A new ant and grasshopper
  • Gil Smart is associate editor of the Sunday News. Email him at gsmart@lnpnews.com, or phone 291-8817.

By GIL SMART, Smart Remarks
Published Feb 19, 2012 00:01

 

With an eye on what's happening in Greece, and after seeing some version of Aesop's fable of the ant and grasshopper posted on one too many conservatives' Facebook walls — I give you my own take on the old yarn. A bit truncated, for space reasons — but updated in a thoroughly modern way.

Once there lived an ant and a grasshopper in a grassy meadow. All day long the ant would work hard, collecting grains of wheat from the farmer's field far away and storing them in his larder.

The grasshopper would look at him and laugh. "Why do you work so hard, ant?" he would say. "Why waste the sunshine in labor and toil?" The ant would ignore him, and just hurry to the field a little faster. This would make the grasshopper laugh even louder, and he would hop away across the meadow, singing and dancing merrily.

But soon came the cold winds of winter, and the grasshopper had no food. "Please, ant," he said, "I beg of you, please give me some wheat. Without it I will starve."

The ant began to rebuke the grasshopper for his lazy, foolish ways, when a second, cunning ant whispered in the first ant's ear.

"Perhaps," said the cunning ant, "we might come to an arrangement."

The grasshopper, the cunning ant suggested, could be given enough to survive — not as a gift, but a loan, to be paid back with interest.

The hardworking ant considered this. Admittedly, such a scheme might compromise his resources. But the ant could, in fact, book significant increases in his reserves based on what the grasshopper would ultimately be scheduled to repay.

And what prosperity this would generate, for all! The grasshopper, who had amassed no resources, would suddenly be awash in plenty! The ant's resources, on paper, would grow and grow with little to no additional labor required! The ant would have plenty, in perpetuity; indeed, the ant could plan his entire future on the basis of these expected returns.

How ingenious, this mathematical engineering! How beneficial for all God's creatures!

Until, that is, came the cold winter day when the grasshopper had consumed all of his resources. Not only could the grasshopper not pay the interest that was owed, the grasshopper could not remit the actual principal, as there was nothing left to remit.

The grasshopper begged for more, and initially the ant was willing to lend more, on punitive terms. But soon that, too, was gone. As the grasshopper starved, the ant panicked. His own reserves were now threatened; and now he would provide more for the grasshopper only if the grasshopper committed to strict "austerity" measures. The grasshopper must agree to reduce his own consumption to near-starvation levels, so that scheduled payments might continue until spring, whenever it might come, bolstered the grasshopper's ability to pay.

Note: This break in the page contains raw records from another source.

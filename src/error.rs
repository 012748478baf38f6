//! Error types for the live crypto dashboard

use axum::http::StatusCode;
use axum::response::{IntoResponse, Response};
use serde_json::json;
use std::path::PathBuf;
use thiserror::Error;

/// Errors that can occur when fetching market data from a provider
#[derive(Debug, Error)]
pub enum ProviderError {
    /// Network request failed
    #[error("Network error: {0}")]
    NetworkError(#[source] reqwest::Error),

    /// Invalid response from provider
    #[error("Invalid response: {0}")]
    InvalidResponse(String),

    /// Rate limit exceeded
    #[error("Rate limit exceeded")]
    RateLimitExceeded,

    /// Provider API error
    #[error("Provider API error: {0}")]
    ApiError(String),

    /// Timeout waiting for response
    #[error("Request timeout")]
    Timeout,
}

impl From<reqwest::Error> for ProviderError {
    fn from(e: reqwest::Error) -> Self {
        if e.is_timeout() {
            Self::Timeout
        } else {
            Self::NetworkError(e)
        }
    }
}

/// Errors that can occur when writing the spreadsheet export
#[derive(Debug, Error)]
pub enum ExportError {
    #[error("I/O error writing {path}: {source}")]
    Io {
        path: PathBuf,
        #[source]
        source: std::io::Error,
    },

    #[error("CSV error writing {path}: {source}")]
    Csv {
        path: PathBuf,
        #[source]
        source: csv::Error,
    },
}

impl ExportError {
    pub fn io(path: impl Into<PathBuf>, source: std::io::Error) -> Self {
        Self::Io {
            path: path.into(),
            source,
        }
    }

    pub fn csv(path: impl Into<PathBuf>, source: csv::Error) -> Self {
        Self::Csv {
            path: path.into(),
            source,
        }
    }
}

/// Invalid runtime configuration
#[derive(Debug, Error, Clone, PartialEq, Eq)]
pub enum ConfigError {
    #[error("refresh interval {secs}s is outside [{min}, {max}]")]
    IntervalOutOfRange { secs: u64, min: u64, max: u64 },

    #[error("refresh interval {secs}s is not a multiple of {step}s")]
    IntervalOffStep { secs: u64, step: u64 },

    #[error("invalid value for {name}: {value}")]
    InvalidValue { name: String, value: String },
}

/// Errors surfaced through the dashboard HTTP API
#[derive(Debug, Error)]
pub enum DashboardError {
    /// No poll cycle has completed yet
    #[error("market data not available yet")]
    NotReady,

    #[error(transparent)]
    Config(#[from] ConfigError),
}

impl DashboardError {
    fn status(&self) -> StatusCode {
        match self {
            Self::NotReady => StatusCode::SERVICE_UNAVAILABLE,
            Self::Config(_) => StatusCode::BAD_REQUEST,
        }
    }
}

impl IntoResponse for DashboardError {
    fn into_response(self) -> Response {
        let body = json!({ "error": self.to_string() });
        (self.status(), axum::Json(body)).into_response()
    }
}
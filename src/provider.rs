//! Provider abstraction for fetching market listings from external APIs

use crate::{
    constants::{MARKET_ORDER, PER_PAGE, VS_CURRENCY},
    error::ProviderError,
    types::CoinSnapshot,
};
use async_trait::async_trait;

/// Query parameters for a market listing request
#[derive(Debug, Clone, PartialEq, Eq)]
pub struct MarketsQuery {
    pub vs_currency: String,
    pub order: String,
    pub per_page: u32,
    pub page: u32,
    pub sparkline: bool,
}

impl Default for MarketsQuery {
    fn default() -> Self {
        Self {
            vs_currency: VS_CURRENCY.to_string(),
            order: MARKET_ORDER.to_string(),
            per_page: PER_PAGE,
            page: 1,
            sparkline: false,
        }
    }
}

impl MarketsQuery {
    /// Query string pairs in the order they are sent
    pub fn to_query_pairs(&self) -> Vec<(&'static str, String)> {
        vec![
            ("vs_currency", self.vs_currency.clone()),
            ("order", self.order.clone()),
            ("per_page", self.per_page.to_string()),
            ("page", self.page.to_string()),
            ("sparkline", self.sparkline.to_string()),
        ]
    }
}

/// Trait for market data providers
///
/// Implementations fetch one page of coin listings from a source
/// (CoinGecko today) and project it into [`CoinSnapshot`] rows.
#[async_trait]
pub trait MarketDataProvider: Send + Sync {
    /// Fetches one page of market listings
    ///
    /// # Returns
    /// Rows in the order the source returned them, or an error if the fetch
    /// fails or the source returned nothing
    async fn fetch_markets(&self, query: &MarketsQuery) -> Result<Vec<CoinSnapshot>, ProviderError>;

    /// Returns the name of this provider
    fn provider_name(&self) -> &'static str;
}

#[cfg(test)]
pub mod mock {
    use super::*;
    use std::collections::VecDeque;
    use std::sync::{Arc, Mutex};

    /// Mock provider for testing
    ///
    /// Replays queued responses in order; once the queue is drained the last
    /// successful row set is returned again.
    pub struct MockProvider {
        responses: Arc<Mutex<VecDeque<Result<Vec<CoinSnapshot>, ProviderError>>>>,
        fallback: Arc<Mutex<Option<Vec<CoinSnapshot>>>>,
        calls: Arc<Mutex<Vec<tokio::time::Instant>>>,
    }

    impl Default for MockProvider {
        fn default() -> Self {
            Self::new()
        }
    }

    impl MockProvider {
        pub fn new() -> Self {
            Self {
                responses: Arc::new(Mutex::new(VecDeque::new())),
                fallback: Arc::new(Mutex::new(None)),
                calls: Arc::new(Mutex::new(Vec::new())),
            }
        }

        pub fn with_rows(rows: Vec<CoinSnapshot>) -> Self {
            let provider = Self::new();
            provider.push_rows(rows);
            provider
        }

        pub fn push_rows(&self, rows: Vec<CoinSnapshot>) {
            self.responses.lock().unwrap().push_back(Ok(rows));
        }

        pub fn push_error(&self, error: ProviderError) {
            self.responses.lock().unwrap().push_back(Err(error));
        }

        pub fn call_count(&self) -> usize {
            self.calls.lock().unwrap().len()
        }

        /// Instants (on the tokio clock) at which each fetch happened
        pub fn call_times(&self) -> Vec<tokio::time::Instant> {
            self.calls.lock().unwrap().clone()
        }
    }

    #[async_trait]
    impl MarketDataProvider for MockProvider {
        async fn fetch_markets(
            &self,
            _query: &MarketsQuery,
        ) -> Result<Vec<CoinSnapshot>, ProviderError> {
            self.calls.lock().unwrap().push(tokio::time::Instant::now());

            let next = self.responses.lock().unwrap().pop_front();
            match next {
                Some(Ok(rows)) => {
                    *self.fallback.lock().unwrap() = Some(rows.clone());
                    Ok(rows)
                }
                Some(Err(err)) => Err(err),
                None => self.fallback.lock().unwrap().clone().ok_or_else(|| {
                    ProviderError::InvalidResponse("No markets returned".to_string())
                }),
            }
        }

        fn provider_name(&self) -> &'static str {
            "mock"
        }
    }
}
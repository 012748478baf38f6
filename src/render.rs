//! HTML rendering for the dashboard page

use crate::{
    constants::{MAX_REFRESH_SECS, MIN_REFRESH_SECS, REFRESH_STEP_SECS},
    interval::RefreshInterval,
    store::{CycleFailure, DashboardView},
};
use std::fmt::Write;

/// Formats a currency amount as `$1,234.56`; negatives read `$-1,234.56`
pub fn format_usd(value: f64) -> String {
    let sign = if value < 0.0 { "-" } else { "" };
    let fixed = format!("{:.2}", value.abs());
    let (int_part, frac_part) = fixed.split_once('.').unwrap_or((fixed.as_str(), "00"));
    format!("${}{}.{}", sign, group_thousands(int_part), frac_part)
}

/// Formats a percentage change as `+1.23%`
pub fn format_change(value: f64) -> String {
    format!("{:+.2}%", value)
}

fn group_thousands(digits: &str) -> String {
    let mut out = String::with_capacity(digits.len() + digits.len() / 3);
    for (i, c) in digits.chars().enumerate() {
        if i > 0 && (digits.len() - i) % 3 == 0 {
            out.push(',');
        }
        out.push(c);
    }
    out
}

fn opt(value: Option<f64>, f: fn(f64) -> String) -> String {
    value.map(f).unwrap_or_else(|| "&mdash;".to_string())
}

/// Escapes text for inclusion in HTML
pub fn escape_html(s: &str) -> String {
    let mut out = String::with_capacity(s.len());
    for c in s.chars() {
        match c {
            '&' => out.push_str("&amp;"),
            '<' => out.push_str("&lt;"),
            '>' => out.push_str("&gt;"),
            '"' => out.push_str("&quot;"),
            '\'' => out.push_str("&#39;"),
            _ => out.push(c),
        }
    }
    out
}

/// What the page needs to know besides the data itself
pub struct PageContext<'a> {
    pub view: Option<&'a DashboardView>,
    pub interval: RefreshInterval,
    pub export_path: Option<String>,
    pub last_failure: Option<&'a CycleFailure>,
}

/// Renders the full dashboard page
pub fn render_dashboard(ctx: &PageContext<'_>) -> String {
    let mut body = String::new();

    body.push_str(r#"<main class="content">"#);
    body.push_str("<h1>&#x1F4C8; Live Cryptocurrency Dashboard</h1>");
    body.push_str(
        "<p>Stay updated with live cryptocurrency prices and insights! \
         This dashboard fetches real-time data for the top 50 cryptocurrencies by market capitalization.</p>",
    );

    if let Some(failure) = ctx.last_failure {
        let _ = write!(
            body,
            r#"<div class="alert">Last refresh failed at {}: {}</div>"#,
            failure.at.format("%Y-%m-%d %H:%M:%S UTC"),
            escape_html(&failure.message)
        );
    }

    match ctx.view {
        Some(view) => render_view(&mut body, view),
        None => body.push_str(r#"<p class="waiting">Waiting for the first market snapshot&hellip;</p>"#),
    }
    body.push_str("</main>");

    format!(
        r#"<!DOCTYPE html>
<html lang="en">
<head>
<meta charset="utf-8">
<meta name="viewport" content="width=device-width, initial-scale=1">
<title>Live Cryptocurrency Dashboard</title>
<style>{style}</style>
</head>
<body>
{sidebar}
{body}
<script>{script}</script>
</body>
</html>"#,
        style = STYLE,
        sidebar = render_sidebar(ctx),
        body = body,
        script = SCRIPT,
    )
}

fn render_sidebar(ctx: &PageContext<'_>) -> String {
    let secs = ctx.interval.as_secs();
    let mut out = String::new();

    out.push_str(r#"<aside class="sidebar"><h2>&#x2699;&#xFE0F; Dashboard Settings</h2>"#);
    let _ = write!(
        out,
        r#"<label for="refresh">Refresh Rate (seconds): <output id="refresh-value">{secs}</output></label>
<input type="range" id="refresh" min="{min}" max="{max}" step="{step}" value="{secs}">"#,
        secs = secs,
        min = MIN_REFRESH_SECS,
        max = MAX_REFRESH_SECS,
        step = REFRESH_STEP_SECS,
    );
    out.push_str(r#"<button id="refresh-now" type="button">Refresh now</button><hr>"#);

    match &ctx.export_path {
        Some(path) => {
            let _ = write!(
                out,
                "<p>&#x1F4BE; <em>Data Export</em>: The latest data is saved to {} on every refresh.</p>",
                escape_html(path)
            );
        }
        None => out.push_str("<p>&#x1F4BE; <em>Data Export</em>: disabled.</p>"),
    }

    if let Some(view) = ctx.view {
        let _ = write!(
            out,
            r#"<p class="success">&#x2705; Data updated {}! Next refresh in {} seconds.</p>"#,
            view.snapshot.fetched_at.format("%H:%M:%S UTC"),
            secs
        );
    }
    out.push_str("</aside>");
    out
}

fn render_view(out: &mut String, view: &DashboardView) {
    out.push_str("<h3>&#x1F504; <em>Live Cryptocurrency Data</em></h3>");
    out.push_str(
        "<table class=\"data\"><thead><tr><th></th><th>name</th><th>symbol</th>\
         <th>current_price</th><th>market_cap</th><th>total_volume</th>\
         <th>price_change_percentage_24h</th></tr></thead><tbody>",
    );
    for (i, row) in view.snapshot.rows.iter().enumerate() {
        let change_class = match row.price_change_percentage_24h {
            Some(c) if c > 0.0 => "up",
            Some(c) if c < 0.0 => "down",
            _ => "",
        };
        let _ = write!(
            out,
            r#"<tr><td>{}</td><td>{}</td><td>{}</td><td>{}</td><td>{}</td><td>{}</td><td class="{}">{}</td></tr>"#,
            i,
            escape_html(&row.name),
            escape_html(&row.symbol),
            opt(row.current_price, format_usd),
            opt(row.market_cap, format_usd),
            opt(row.total_volume, format_usd),
            change_class,
            opt(row.price_change_percentage_24h, format_change),
        );
    }
    out.push_str("</tbody></table><hr>");

    let summary = &view.summary;
    out.push_str(r#"<div class="columns">"#);

    out.push_str(r#"<section><h3>&#x1F3C6; Top 5 by Market Cap</h3><table><thead><tr><th>name</th><th>market_cap</th></tr></thead><tbody>"#);
    for entry in &summary.top_by_market_cap {
        let _ = write!(
            out,
            "<tr><td>{}</td><td>{}</td></tr>",
            escape_html(&entry.name),
            format_usd(entry.market_cap)
        );
    }
    out.push_str("</tbody></table></section>");

    let _ = write!(
        out,
        r#"<section><h3>&#x1F4B0; Average Price</h3><div class="metric"><span class="label">Average Price (USD)</span><span class="value">{}</span></div></section>"#,
        opt(summary.average_price, format_usd)
    );

    out.push_str("<section><h3>&#x1F4CA; Price Changes (24h)</h3>");
    for (label, entry) in [
        ("Highest Change", &summary.highest_change),
        ("Lowest Change", &summary.lowest_change),
    ] {
        let (value, name) = match entry {
            Some(e) => (
                format!("{:.2}%", e.price_change_percentage_24h),
                escape_html(&e.name),
            ),
            None => ("&mdash;".to_string(), String::new()),
        };
        let _ = write!(
            out,
            r#"<div class="metric" title="{name}"><span class="label">{label}</span><span class="value">{value}</span><span class="help">{name}</span></div>"#,
            name = name,
            label = label,
            value = value,
        );
    }
    out.push_str("</section></div>");
}

const STYLE: &str = r#"
body { margin: 0; display: flex; font-family: system-ui, sans-serif; color: #262730; }
.sidebar { width: 260px; min-height: 100vh; padding: 1.5rem; background: #f0f2f6; box-sizing: border-box; }
.sidebar input[type=range] { width: 100%; }
.content { flex: 1; padding: 1.5rem 3rem; overflow-x: auto; }
table { border-collapse: collapse; font-size: 0.9rem; }
th, td { padding: 0.3rem 0.6rem; border-bottom: 1px solid #e6e9ef; text-align: right; }
th:nth-child(-n+3), td:nth-child(-n+3) { text-align: left; }
.columns { display: grid; grid-template-columns: repeat(3, 1fr); gap: 2rem; }
.metric { margin-bottom: 1rem; }
.metric .label { display: block; font-size: 0.85rem; }
.metric .value { display: block; font-size: 2rem; }
.metric .help { font-size: 0.8rem; color: #808495; }
.up { color: #09ab3b; } .down { color: #ff2b2b; }
.alert { padding: 0.75rem; background: #ffe5e5; border-radius: 0.5rem; }
.success { padding: 0.75rem; background: #dff5e3; border-radius: 0.5rem; }
"#;

const SCRIPT: &str = r#"
(function () {
  const slider = document.getElementById('refresh');
  const shown = document.getElementById('refresh-value');
  slider.addEventListener('input', () => { shown.textContent = slider.value; });
  slider.addEventListener('change', () => {
    fetch('/api/settings/refresh-interval', {
      method: 'PUT',
      headers: { 'Content-Type': 'application/json' },
      body: JSON.stringify({ seconds: Number(slider.value) }),
    });
  });
  document.getElementById('refresh-now').addEventListener('click', () => {
    fetch('/api/refresh', { method: 'POST' });
  });
  const events = new EventSource('/api/events');
  events.addEventListener('SNAPSHOT_UPDATED', () => window.location.reload());
  events.addEventListener('FETCH_FAILED', () => window.location.reload());
})();
"#;
//! Spreadsheet export of the latest snapshot

use crate::{error::ExportError, types::MarketSnapshot};
use csv::Writer;
use std::fs;
use std::path::{Path, PathBuf};

/// Writes a snapshot somewhere a spreadsheet can open it
pub trait SnapshotExporter: Send + Sync {
    /// Exports the full snapshot, replacing any previous export
    ///
    /// # Returns
    /// Number of data rows written
    fn export(&self, snapshot: &MarketSnapshot) -> Result<usize, ExportError>;

    /// Destination of the export
    fn path(&self) -> &Path;
}

/// CSV exporter
///
/// The file is written next to its destination and renamed into place, so a
/// spreadsheet open on the old file never sees a partial table.
pub struct CsvExporter {
    path: PathBuf,
}

impl CsvExporter {
    pub fn new(path: impl Into<PathBuf>) -> Self {
        Self { path: path.into() }
    }

    fn temp_path(&self) -> PathBuf {
        let mut name = self
            .path
            .file_name()
            .map(|n| n.to_os_string())
            .unwrap_or_default();
        name.push(".tmp");
        self.path.with_file_name(name)
    }

    fn write_rows(&self, path: &Path, snapshot: &MarketSnapshot) -> Result<usize, ExportError> {
        let mut writer = Writer::from_path(path).map_err(|e| ExportError::csv(path, e))?;

        // serialize() emits the header from the first row; an empty table still gets one
        if snapshot.is_empty() {
            writer
                .write_record(HEADER)
                .map_err(|e| ExportError::csv(path, e))?;
        }

        for row in &snapshot.rows {
            writer.serialize(row).map_err(|e| ExportError::csv(path, e))?;
        }

        writer.flush().map_err(|e| ExportError::io(path, e))?;
        Ok(snapshot.len())
    }
}

const HEADER: [&str; 6] = [
    "name",
    "symbol",
    "current_price",
    "market_cap",
    "total_volume",
    "price_change_percentage_24h",
];

impl SnapshotExporter for CsvExporter {
    fn export(&self, snapshot: &MarketSnapshot) -> Result<usize, ExportError> {
        if let Some(parent) = self.path.parent().filter(|p| !p.as_os_str().is_empty()) {
            fs::create_dir_all(parent).map_err(|e| ExportError::io(parent, e))?;
        }

        let tmp = self.temp_path();
        let written = match self.write_rows(&tmp, snapshot) {
            Ok(n) => n,
            Err(e) => {
                let _ = fs::remove_file(&tmp);
                return Err(e);
            }
        };

        fs::rename(&tmp, &self.path).map_err(|e| ExportError::io(&self.path, e))?;

        tracing::debug!(
            path = %self.path.display(),
            rows = written,
            "Exported snapshot"
        );

        Ok(written)
    }

    fn path(&self) -> &Path {
        &self.path
    }
}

The grasshopper, and indeed all the grasshoppers, grew increasingly angry at the hardships now imposed upon them. And yet the ant, indeed all the ants, insisted upon the harsh terms, for unless the grasshoppers were made to repay that which clearly could never be repaid, the entire ant system would collapse. And the ant system was too big to be allowed to fail.

We'll end our little fairy tale here, as our real-life fairy tale in Greece — and, don't kid yourself, ultimately here at home — is still in the process of playing out.

But I wonder, who do you think is really at fault, in our version of Aesop? The grasshopper, for being so foolish?

Or the ants, for being too "smart" for their own good — and ours?